→ Assignment
Extract every record, keeping each one exactly as it is.

[Opening Data extract section]

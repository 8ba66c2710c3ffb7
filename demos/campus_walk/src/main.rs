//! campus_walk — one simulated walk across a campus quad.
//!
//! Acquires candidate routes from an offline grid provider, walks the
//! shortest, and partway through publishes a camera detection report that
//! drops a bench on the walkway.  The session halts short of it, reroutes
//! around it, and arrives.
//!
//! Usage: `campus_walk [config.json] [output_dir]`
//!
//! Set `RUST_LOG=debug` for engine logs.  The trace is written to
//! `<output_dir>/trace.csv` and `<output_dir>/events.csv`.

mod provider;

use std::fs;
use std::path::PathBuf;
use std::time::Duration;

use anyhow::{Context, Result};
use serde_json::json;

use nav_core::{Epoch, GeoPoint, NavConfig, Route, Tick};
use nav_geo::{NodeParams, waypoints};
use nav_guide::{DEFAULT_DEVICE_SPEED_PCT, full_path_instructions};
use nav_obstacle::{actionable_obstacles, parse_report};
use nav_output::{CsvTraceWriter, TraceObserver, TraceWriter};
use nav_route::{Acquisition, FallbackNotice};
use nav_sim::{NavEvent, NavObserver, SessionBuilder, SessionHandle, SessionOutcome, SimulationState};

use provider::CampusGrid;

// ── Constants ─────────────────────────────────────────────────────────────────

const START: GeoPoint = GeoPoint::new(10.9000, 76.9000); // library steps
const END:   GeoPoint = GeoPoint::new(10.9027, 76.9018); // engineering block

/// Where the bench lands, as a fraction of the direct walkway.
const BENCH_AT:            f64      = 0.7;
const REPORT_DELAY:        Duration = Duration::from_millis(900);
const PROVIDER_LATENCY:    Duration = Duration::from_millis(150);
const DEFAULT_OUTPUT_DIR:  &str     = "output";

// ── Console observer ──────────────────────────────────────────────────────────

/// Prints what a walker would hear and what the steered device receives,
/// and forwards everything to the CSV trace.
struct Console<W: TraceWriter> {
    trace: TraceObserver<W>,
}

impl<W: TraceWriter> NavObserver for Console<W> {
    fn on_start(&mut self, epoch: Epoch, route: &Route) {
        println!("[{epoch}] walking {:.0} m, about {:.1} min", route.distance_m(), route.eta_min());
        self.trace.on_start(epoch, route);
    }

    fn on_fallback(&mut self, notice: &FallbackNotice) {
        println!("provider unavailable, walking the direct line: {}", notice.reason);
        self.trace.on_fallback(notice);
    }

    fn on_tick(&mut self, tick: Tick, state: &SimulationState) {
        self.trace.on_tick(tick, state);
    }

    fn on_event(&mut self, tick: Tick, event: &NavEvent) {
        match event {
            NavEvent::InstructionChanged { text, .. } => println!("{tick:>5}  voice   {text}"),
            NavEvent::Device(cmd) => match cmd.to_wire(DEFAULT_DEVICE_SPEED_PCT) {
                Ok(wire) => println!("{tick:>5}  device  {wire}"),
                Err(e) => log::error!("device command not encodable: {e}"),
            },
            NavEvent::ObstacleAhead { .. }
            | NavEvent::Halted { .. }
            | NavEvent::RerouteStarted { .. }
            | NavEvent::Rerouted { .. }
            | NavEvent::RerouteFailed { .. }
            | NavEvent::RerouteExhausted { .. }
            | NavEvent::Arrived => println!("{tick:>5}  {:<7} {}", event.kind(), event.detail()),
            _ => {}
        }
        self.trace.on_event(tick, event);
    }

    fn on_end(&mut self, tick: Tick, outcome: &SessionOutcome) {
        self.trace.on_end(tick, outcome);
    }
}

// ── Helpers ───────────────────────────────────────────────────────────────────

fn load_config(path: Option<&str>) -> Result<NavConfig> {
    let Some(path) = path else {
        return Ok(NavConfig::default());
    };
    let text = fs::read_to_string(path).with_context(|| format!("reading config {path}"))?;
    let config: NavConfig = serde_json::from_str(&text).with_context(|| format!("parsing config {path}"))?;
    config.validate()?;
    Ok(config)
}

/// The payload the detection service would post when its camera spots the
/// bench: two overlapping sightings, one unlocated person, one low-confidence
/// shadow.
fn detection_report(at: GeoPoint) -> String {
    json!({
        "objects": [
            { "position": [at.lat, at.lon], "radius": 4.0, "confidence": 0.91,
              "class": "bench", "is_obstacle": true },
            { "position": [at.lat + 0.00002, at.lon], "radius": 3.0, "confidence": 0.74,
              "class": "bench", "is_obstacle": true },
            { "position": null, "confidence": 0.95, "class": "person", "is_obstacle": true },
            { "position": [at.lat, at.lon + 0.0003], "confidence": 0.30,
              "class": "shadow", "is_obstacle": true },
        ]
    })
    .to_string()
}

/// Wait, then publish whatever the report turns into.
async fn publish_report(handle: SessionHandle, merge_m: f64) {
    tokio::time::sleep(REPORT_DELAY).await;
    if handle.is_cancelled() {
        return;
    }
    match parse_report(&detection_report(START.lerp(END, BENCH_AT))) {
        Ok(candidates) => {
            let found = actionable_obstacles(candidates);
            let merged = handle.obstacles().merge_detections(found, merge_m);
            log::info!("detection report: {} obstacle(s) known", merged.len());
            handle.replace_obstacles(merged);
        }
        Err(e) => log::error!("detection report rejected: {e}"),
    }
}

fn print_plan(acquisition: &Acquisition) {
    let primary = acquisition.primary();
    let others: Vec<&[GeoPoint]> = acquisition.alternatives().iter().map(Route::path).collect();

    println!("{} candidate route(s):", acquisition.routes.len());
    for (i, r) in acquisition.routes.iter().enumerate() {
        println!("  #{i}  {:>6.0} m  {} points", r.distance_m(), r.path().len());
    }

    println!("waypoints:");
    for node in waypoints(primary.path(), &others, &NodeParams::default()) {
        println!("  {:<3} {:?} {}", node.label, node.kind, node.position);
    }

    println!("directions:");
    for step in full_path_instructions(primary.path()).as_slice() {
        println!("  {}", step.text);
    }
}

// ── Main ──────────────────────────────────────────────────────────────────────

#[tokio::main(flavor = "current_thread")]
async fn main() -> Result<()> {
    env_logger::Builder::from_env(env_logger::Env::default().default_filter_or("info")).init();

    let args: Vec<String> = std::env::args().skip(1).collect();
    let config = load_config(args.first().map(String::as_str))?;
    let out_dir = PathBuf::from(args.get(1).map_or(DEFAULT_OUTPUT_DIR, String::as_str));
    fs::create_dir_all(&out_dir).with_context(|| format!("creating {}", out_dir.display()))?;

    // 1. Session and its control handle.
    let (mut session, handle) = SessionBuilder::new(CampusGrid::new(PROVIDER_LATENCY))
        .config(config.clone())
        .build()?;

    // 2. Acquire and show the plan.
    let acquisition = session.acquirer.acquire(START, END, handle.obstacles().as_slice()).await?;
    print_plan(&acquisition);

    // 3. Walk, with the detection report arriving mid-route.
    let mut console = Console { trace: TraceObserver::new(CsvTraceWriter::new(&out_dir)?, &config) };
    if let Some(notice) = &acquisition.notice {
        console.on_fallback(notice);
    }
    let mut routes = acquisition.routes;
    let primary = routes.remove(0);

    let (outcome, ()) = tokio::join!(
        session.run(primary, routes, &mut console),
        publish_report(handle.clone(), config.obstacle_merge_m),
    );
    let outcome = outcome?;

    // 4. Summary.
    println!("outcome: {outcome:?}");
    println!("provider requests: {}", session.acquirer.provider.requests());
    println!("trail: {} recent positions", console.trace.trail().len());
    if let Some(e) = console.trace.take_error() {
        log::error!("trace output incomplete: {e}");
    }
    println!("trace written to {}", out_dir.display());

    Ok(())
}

[Closing Data extract section]

→ Worked solution
repository 8ba66c2710c3ffb7
filename demos/campus_walk/src/main.rs
//! campus_walk — one simulated walk across a campus quad.
//!
//! Acquires candidate routes from an offline grid provider, walks the
//! shortest, and partway through publishes a camera detection report that
//! drops a bench on the walkway.  The session halts short of it, reroutes
//! around it, and arrives.
//!
//! Usage: `campus_walk [config.json] [output_dir]`
//!
//! Set `RUST_LOG=debug` for engine logs.  The trace is written to
//! `<output_dir>/trace.csv` and `<output_dir>/events.csv`.

mod provider;

use std::fs;
use std::path::PathBuf;
use std::time::Duration;

use anyhow::{Context, Result};
use serde_json::json;

use nav_core::{Epoch, GeoPoint, NavConfig, Route, Tick};
use nav_geo::{NodeParams, waypoints};
use nav_guide::{DEFAULT_DEVICE_SPEED_PCT, full_path_instructions};
use nav_obstacle::{actionable_obstacles, parse_report};
use nav_output::{CsvTraceWriter, TraceObserver, TraceWriter};
use nav_route::{Acquisition, FallbackNotice};
use nav_sim::{NavEvent, NavObserver, SessionBuilder, SessionHandle, SessionOutcome, SimulationState};

use provider::CampusGrid;

// ── Constants ─────────────────────────────────────────────────────────────────

const START: GeoPoint = GeoPoint::new(10.9000, 76.9000); // library steps
const END:   GeoPoint = GeoPoint::new(10.9027, 76.9018); // engineering block

/// Where the bench lands, as a fraction of the direct walkway.
const BENCH_AT:            f64      = 0.7;
const REPORT_DELAY:        Duration = Duration::from_millis(900);
const PROVIDER_LATENCY:    Duration = Duration::from_millis(150);
const DEFAULT_OUTPUT_DIR:  &str     = "output";

// ── Console observer ──────────────────────────────────────────────────────────

/// Prints what a walker would hear and what the steered device receives,
/// and forwards everything to the CSV trace.
struct Console<W: TraceWriter> {
    trace: TraceObserver<W>,
}

impl<W: TraceWriter> NavObserver for Console<W> {
    fn on_start(&mut self, epoch: Epoch, route: &Route) {
        println!("[{epoch}] walking {:.0} m, about {:.1} min", route.distance_m(), route.eta_min());
        self.trace.on_start(epoch, route);
    }

    fn on_fallback(&mut self, notice: &FallbackNotice) {
        println!("provider unavailable, walking the direct line: {}", notice.reason);
        self.trace.on_fallback(notice);
    }

    fn on_tick(&mut self, tick: Tick, state: &SimulationState) {
        self.trace.on_tick(tick, state);
    }

    fn on_event(&mut self, tick: Tick, event: &NavEvent) {
        match event {
            NavEvent::InstructionChanged { text, .. } => println!("{tick:>5}  voice   {text}"),
            NavEvent::Device(cmd) => match cmd.to_wire(DEFAULT_DEVICE_SPEED_PCT) {
                Ok(wire) => println!("{tick:>5}  device  {wire}"),
                Err(e) => log::error!("device command not encodable: {e}"),
            },
            NavEvent::ObstacleAhead { .. }
            | NavEvent::Halted { .. }
            | NavEvent::RerouteStarted { .. }
            | NavEvent::Rerouted { .. }
            | NavEvent::RerouteFailed { .. }
            | NavEvent::RerouteExhausted { .. }
            | NavEvent::Arrived => println!("{tick:>5}  {:<7} {}", event.kind(), event.detail()),
            _ => {}
        }
        self.trace.on_event(tick, event);
    }

    fn on_end(&mut self, tick: Tick, outcome: &SessionOutcome) {
        self.trace.on_end(tick, outcome);
    }
}

// ── Helpers ───────────────────────────────────────────────────────────────────

fn load_config(path: Option<&str>) -> Result<NavConfig> {
    let Some(path) = path else {
        return Ok(NavConfig::default());
    };
    let text = fs::read_to_string(path).with_context(|| format!("reading config {path}"))?;
    let config: NavConfig = serde_json::from_str(&text).with_context(|| format!("parsing config {path}"))?;
    config.validate()?;
    Ok(config)
}

/// The payload the detection service would post when its camera spots the
/// bench: two overlapping sightings, one unlocated person, one low-confidence
/// shadow.
fn detection_report(at: GeoPoint) -> String {
    json!({
        "objects": [
            { "position": [at.lat, at.lon], "radius": 4.0, "confidence": 0.91,
              "class": "bench", "is_obstacle": true },
            { "position": [at.lat + 0.00002, at.lon], "radius": 3.0, "confidence": 0.74,
              "class": "bench", "is_obstacle": true },
            { "position": null, "confidence": 0.95, "class": "person", "is_obstacle": true },
            { "position": [at.lat, at.lon + 0.0003], "confidence": 0.30,
              "class": "shadow", "is_obstacle": true },
        ]
    })
    .to_string()
}

/// Wait, then publish whatever the report turns into.
async fn publish_report(handle: SessionHandle, merge_m: f64) {
    tokio::time::sleep(REPORT_DELAY).await;
    if handle.is_cancelled() {
        return;
    }
    match parse_report(&detection_report(START.lerp(END, BENCH_AT))) {
        Ok(candidates) => {
            let found = actionable_obstacles(candidates);
            let merged = handle.obstacles().merge_detections(found, merge_m);
            log::info!("detection report: {} obstacle(s) known", merged.len());
            handle.replace_obstacles(merged);
        }
        Err(e) => log::error!("detection report rejected: {e}"),
    }
}

fn print_plan(acquisition: &Acquisition) {
    let primary = acquisition.primary();
    let others: Vec<&[GeoPoint]> = acquisition.alternatives().iter().map(Route::path).collect();

    println!("{} candidate route(s):", acquisition.routes.len());
    for (i, r) in acquisition.routes.iter().enumerate() {
        println!("  #{i}  {:>6.0} m  {} points", r.distance_m(), r.path().len());
    }

    println!("waypoints:");
    for node in waypoints(primary.path(), &others, &NodeParams::default()) {
        println!("  {:<3} {:?} {}", node.label, node.kind, node.position);
    }

    println!("directions:");
    for step in full_path_instructions(primary.path()).as_slice() {
        println!("  {}", step.text);
    }
}

// ── Main ──────────────────────────────────────────────────────────────────────

#[tokio::main(flavor = "current_thread")]
async fn main() -> Result<()> {
    env_logger::Builder::from_env(env_logger::Env::default().default_filter_or("info")).init();

    let args: Vec<String> = std::env::args().skip(1).collect();
    let config = load_config(args.first().map(String::as_str))?;
    let out_dir = PathBuf::from(args.get(1).map_or(DEFAULT_OUTPUT_DIR, String::as_str));
    fs::create_dir_all(&out_dir).with_context(|| format!("creating {}", out_dir.display()))?;

    // 1. Session and its control handle.
    let (mut session, handle) = SessionBuilder::new(CampusGrid::new(PROVIDER_LATENCY))
        .config(config.clone())
        .build()?;

    // 2. Acquire and show the plan.
    let acquisition = session.acquirer.acquire(START, END, handle.obstacles().as_slice()).await?;
    print_plan(&acquisition);

    // 3. Walk, with the detection report arriving mid-route.
    let mut console = Console { trace: TraceObserver::new(CsvTraceWriter::new(&out_dir)?, &config) };
    if let Some(notice) = &acquisition.notice {
        console.on_fallback(notice);
    }
    let mut routes = acquisition.routes;
    let primary = routes.remove(0);

    let (outcome, ()) = tokio::join!(
        session.run(primary, routes, &mut console),
        publish_report(handle.clone(), config.obstacle_merge_m),
    );
    let outcome = outcome?;

    // 4. Summary.
    println!("outcome: {outcome:?}");
    println!("provider requests: {}", session.acquirer.provider.requests());
    println!("trail: {} recent positions", console.trace.trail().len());
    if let Some(e) = console.trace.take_error() {
        log::error!("trace output incomplete: {e}");
    }
    println!("trace written to {}", out_dir.display());

    Ok(())
}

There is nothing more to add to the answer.